Bob, sure, political profit not monetary profit. But where does the political profit come from? From voters that are profiting monetarily, right? (If "the idea" of Social Security and Medicare is making someone happy, then we're back to our story of rational irrationality, or maybe just plain irrationality.) For this to work, people have to have some expectation of getting money, so if you're saying that people don't expect to get their rents, then they shouldn't respond by giving the political class any political profit. So which is it? Are SS & Medicare (a) real rents that rationally generate political profit because they will actually be funded, (b) false promises that won't be fulfilled and so rationally don't actually generate much in the way of political profit, or (c) false promises that are believed by the (rationally?) irrational who then give political profits to the false promisors?

Randy writes:

Ryan,

I'll go with a combination of b and c, false promises. The political class is made up of the deluders, not the deluded. The deluders can and do profit at the expense of the deluded. There's a reason that the political class invests so heavily in propaganda and indoctrination.
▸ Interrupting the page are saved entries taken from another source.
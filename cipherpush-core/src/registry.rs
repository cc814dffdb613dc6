//! Device record lifecycle: upsert, activation and upstream registration.
//!
//! The registry is the only component that mutates devices. Secrets and IVs
//! are generated once and preserved across upserts unless a request
//! explicitly supplies replacements.

use crate::config::CryptoConfig;
use crate::crypto::{generate_secret, is_valid_key_length};
use crate::models::{Device, DeviceStatus, DeviceView, StatusReport};
use crate::storage::{CredentialStore, StorageError};
use crate::upstream::{PushGateway, RegisterData, UpstreamResponse};
use crate::{PushError, Result};
use serde::{Deserialize, Serialize};
use std::sync::Arc;
use tokio::sync::Mutex;
use tracing::{debug, info};

/// Upsert payload. Empty strings mean "not supplied".
#[derive(Debug, Clone, Default, Serialize, Deserialize)]
#[serde(default, rename_all = "camelCase")]
pub struct DeviceRequest {
    pub device_token: String,
    pub device_key: String,
    pub name: String,
    pub algorithm: String,
    pub mode: String,
    pub padding: String,
    #[serde(rename = "encodeKey")]
    pub secret: String,
    pub iv: String,
    pub status: String,
    /// Previously issued key to hand the upstream on registration.
    pub register_key: String,
}

pub struct DeviceRegistry {
    store: Arc<dyn CredentialStore>,
    crypto: CryptoConfig,
    gateway: Option<Arc<dyn PushGateway>>,
    /// Serializes read-merge-write cycles, including the registration await
    /// in between, so concurrent upserts of one token cannot both generate.
    writes: Mutex<()>,
}

fn first_non_empty(value: &str, fallback: &str) -> String {
    if value.trim().is_empty() {
        fallback.to_string()
    } else {
        value.to_string()
    }
}

impl DeviceRegistry {
    pub fn new(
        store: Arc<dyn CredentialStore>,
        crypto: CryptoConfig,
        gateway: Option<Arc<dyn PushGateway>>,
    ) -> Self {
        Self {
            store,
            crypto,
            gateway,
            writes: Mutex::new(()),
        }
    }

    /// Create or merge a device record and persist it.
    ///
    /// Validation of the final secret/IV happens before any upstream call or
    /// write. A device without a delivery key is registered upstream first.
    pub async fn upsert(&self, req: DeviceRequest) -> Result<Device> {
        let token = req.device_token.trim();
        if token.is_empty() {
            return Err(PushError::Validation("deviceToken is required".to_string()));
        }

        let _guard = self.writes.lock().await;
        let mut device = match self.store.get_device(token) {
            Ok(existing) => existing,
            Err(StorageError::NotFound(_)) => Device::new(token),
            Err(e) => return Err(e.into()),
        };

        if !req.name.trim().is_empty() {
            device.name = req.name.clone();
        }
        device.status = DeviceStatus::parse(&req.status);
        device.algorithm = first_non_empty(&req.algorithm, &self.crypto.default_algorithm);
        device.mode = first_non_empty(&req.mode, &self.crypto.default_mode);
        device.padding = first_non_empty(&req.padding, &self.crypto.default_padding);

        if !req.secret.is_empty() {
            device.secret = req.secret.clone();
        } else if device.secret.is_empty() {
            device.secret = generate_secret(self.crypto.key_bytes)?;
        }

        if !req.iv.is_empty() {
            device.iv = req.iv.clone();
        } else if device.iv.is_empty() {
            device.iv = generate_secret(self.crypto.iv_bytes)?;
        }

        if !req.device_key.trim().is_empty() {
            device.device_key = req.device_key.trim().to_string();
        }

        if !is_valid_key_length(device.secret.len()) {
            return Err(PushError::InvalidCredential(format!(
                "encodeKey must be 16, 24 or 32 characters, got {}",
                device.secret.len()
            )));
        }
        if device.iv.len() != self.crypto.iv_bytes {
            return Err(PushError::InvalidCredential(format!(
                "iv must be {} characters, got {}",
                self.crypto.iv_bytes,
                device.iv.len()
            )));
        }

        if device.device_key.is_empty() {
            let legacy = Some(req.register_key.as_str()).filter(|k| !k.is_empty());
            device.device_key = self.obtain_delivery_key(token, legacy).await?;
        }

        let stored = self.store.upsert_device(device)?;
        info!(
            device_key = %stored.device_key,
            status = stored.status.as_str(),
            "Device upserted"
        );
        Ok(stored)
    }

    /// Upsert variant used by the device generator: name and key are mandatory.
    pub async fn generate_config(&self, req: DeviceRequest) -> Result<Device> {
        if req.name.trim().is_empty() {
            return Err(PushError::Validation("device name is required".to_string()));
        }
        if req.device_key.trim().is_empty() {
            return Err(PushError::Validation("device key is required".to_string()));
        }
        self.upsert(req).await
    }

    pub fn update_status(&self, token: &str, status: &str) -> Result<Device> {
        let mut device = self.store.get_device(token)?;
        device.status = DeviceStatus::parse(status);
        let stored = self.store.upsert_device(device)?;
        info!(
            device_key = %stored.device_key,
            status = stored.status.as_str(),
            "Device status changed"
        );
        Ok(stored)
    }

    /// Pass an upstream-announced token through to registration and cache
    /// the returned key. An empty key in the response is not an error.
    pub async fn register_from_upstream(
        &self,
        device_token: &str,
        legacy_key: Option<&str>,
    ) -> Result<UpstreamResponse<RegisterData>> {
        let gateway = self.gateway.as_ref().ok_or(PushError::UpstreamUnavailable)?;
        if device_token.trim().is_empty() {
            return Err(PushError::Validation("deviceToken is required".to_string()));
        }

        let resp = gateway
            .register(device_token, legacy_key)
            .await
            .map_err(|e| PushError::RegistrationFailed(e.to_string()))?;

        if resp.data.device_key.is_empty() {
            debug!("Upstream registration returned no device key");
            return Ok(resp);
        }

        let token = if resp.data.device_token.is_empty() {
            device_token
        } else {
            resp.data.device_token.as_str()
        };
        let _guard = self.writes.lock().await;
        let mut device = match self.store.get_device(token) {
            Ok(existing) => existing,
            Err(StorageError::NotFound(_)) => Device::new(token),
            Err(e) => return Err(e.into()),
        };
        device.device_key = resp.data.device_key.clone();
        self.store.upsert_device(device)?;
        info!(device_key = %resp.data.device_key, "Cached upstream registration");

        Ok(resp)
    }

    pub fn get(&self, token: &str) -> Result<Device> {
        Ok(self.store.get_device(token)?)
    }

    pub fn list(&self) -> Result<Vec<Device>> {
        Ok(self.store.list_devices()?)
    }

    pub fn list_views(&self) -> Result<Vec<DeviceView>> {
        Ok(self.list()?.iter().map(Device::to_view).collect())
    }

    /// Device counts with the given upstream reachability label.
    pub fn status_report(&self, upstream_up: bool) -> Result<StatusReport> {
        let devices = self.list()?;
        Ok(StatusReport {
            status: if upstream_up { "online" } else { "offline" }.to_string(),
            active_device_num: devices.iter().filter(|d| d.is_active()).count(),
            all_device_num: devices.len(),
        })
    }

    async fn obtain_delivery_key(&self, token: &str, legacy: Option<&str>) -> Result<String> {
        let gateway = self.gateway.as_ref().ok_or(PushError::UpstreamUnavailable)?;
        let resp = gateway
            .register(token, legacy)
            .await
            .map_err(|e| PushError::RegistrationFailed(e.to_string()))?;
        if resp.data.device_key.is_empty() {
            return Err(PushError::RegistrationFailed(
                "empty device key".to_string(),
            ));
        }
        Ok(resp.data.device_key)
    }
}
Why, for example, do so many middle class people believe that Social Security and Medicare are "necessary"? Because that's what they've been taught to believe.

Matt writes:

If you believe Hauser's law, the federal government will spend about 19% of the economy, medium and long term. So, this unfunded liability is not really a liability, but rather a wish never to be fulfilled.
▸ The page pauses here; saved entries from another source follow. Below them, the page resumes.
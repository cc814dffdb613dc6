//! Core configuration: crypto defaults, upstream endpoint and dispatch limits.
//!
//! Built once at process start and handed to component constructors.

use crate::crypto::{is_valid_key_length, BLOCK_SIZE};
use crate::{PushError, Result};
use serde::{Deserialize, Serialize};
use std::time::Duration;

#[derive(Debug, Clone, Default, Serialize, Deserialize)]
#[serde(default)]
pub struct CoreConfig {
    pub crypto: CryptoConfig,
    pub upstream: UpstreamConfig,
    pub dispatch: DispatchConfig,
}

impl CoreConfig {
    /// Reject settings that would make every generated credential unusable.
    pub fn validate(&self) -> Result<()> {
        if !is_valid_key_length(self.crypto.key_bytes) {
            return Err(PushError::Validation(format!(
                "crypto.key_bytes must be 16, 24 or 32, got {}",
                self.crypto.key_bytes
            )));
        }
        if self.crypto.iv_bytes != BLOCK_SIZE {
            return Err(PushError::Validation(format!(
                "crypto.iv_bytes must be {}, got {}",
                BLOCK_SIZE, self.crypto.iv_bytes
            )));
        }
        if self.upstream.base_url.trim().is_empty() {
            return Err(PushError::Validation(
                "upstream.base_url is required".to_string(),
            ));
        }
        Ok(())
    }
}

/// Defaults applied to device records that omit cipher parameters.
#[derive(Debug, Clone, Serialize, Deserialize)]
#[serde(default)]
pub struct CryptoConfig {
    pub default_algorithm: String,
    pub default_mode: String,
    pub default_padding: String,
    pub key_bytes: usize,
    pub iv_bytes: usize,
}

impl Default for CryptoConfig {
    fn default() -> Self {
        Self {
            default_algorithm: "AES".to_string(),
            default_mode: "CBC".to_string(),
            default_padding: "PKCS7Padding".to_string(),
            key_bytes: 32,
            iv_bytes: BLOCK_SIZE,
        }
    }
}

#[derive(Debug, Clone, Serialize, Deserialize)]
#[serde(default)]
pub struct UpstreamConfig {
    pub base_url: String,
    /// Sent as the `API-TOKEN` header when present.
    pub token: Option<String>,
    pub request_timeout_secs: u64,
}

impl Default for UpstreamConfig {
    fn default() -> Self {
        Self {
            base_url: "http://127.0.0.1:8080".to_string(),
            token: None,
            request_timeout_secs: 10,
        }
    }
}

impl UpstreamConfig {
    pub fn request_timeout(&self) -> Duration {
        Duration::from_secs(self.request_timeout_secs)
    }
}

#[derive(Debug, Clone, Serialize, Deserialize)]
#[serde(default)]
pub struct DispatchConfig {
    /// Upper bound on concurrently running per-device deliveries.
    /// Zero disables the bound.
    pub max_in_flight: usize,
}

impl Default for DispatchConfig {
    fn default() -> Self {
        Self { max_in_flight: 64 }
    }
}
If these liabilities were realistic, then for a young person on his first day at work assumes a $550,000 liability. The underground economy would (and probably is) exploding.

Lord writes:

We should also have an accounting of projected future wars. They are more predictable than one might assume and their costs very large. Budgeting for them may be a mistake though. In down times it may just encourage starting one. Even though this incentive already exists, a budget for it would make it all the easier.